[Saved entries]
+--
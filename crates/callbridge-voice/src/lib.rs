//! Voice plumbing for the call bridge.
//!
//! - [`codec`]: G.711 µ-law wire audio to PCM16 and back, integer-ratio
//!   resampling to the AI backend's rate, and frame energy for barge-in.
//! - [`backend`]: the channel-based handle a call session uses to talk to
//!   its AI voice backend, and the [`BackendConnector`] seam.
//! - [`realtime`]: the WebSocket realtime backend implementation.
//! - [`prompt`] and [`actions`]: collaborator seams for per-tenant
//!   instructions and for side-channel actions emitted by the backend.

pub mod actions;
pub mod backend;
pub mod codec;
pub mod config;
pub mod error;
pub mod prompt;
pub mod realtime;

pub use actions::{ActionContext, ActionSink, LoggingActionSink, SideAction, WebhookActionSink};
pub use backend::{
    BackendCommand, BackendConnector, BackendEvent, BackendHandle, BackendPeer,
    BackendSessionConfig,
};
pub use codec::{BackendAudio, CodecError, PcmChunk};
pub use config::BackendConfig;
pub use error::VoiceError;
pub use prompt::{PromptBuilder, TemplatePromptBuilder};
pub use realtime::RealtimeConnector;

/// Boxed future returned by the collaborator traits in this crate.
pub type BoxFuture<'a, T> = futures_util::future::BoxFuture<'a, T>;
+--
• [What you need to do]:
Wherever a line holds the word "collaborator", copy that line out of the entries above.

• [Solution to this exercise]:
//! - [`prompt`] and [`actions`]: collaborator seams for per-tenant
/// Boxed future returned by the collaborator traits in this crate.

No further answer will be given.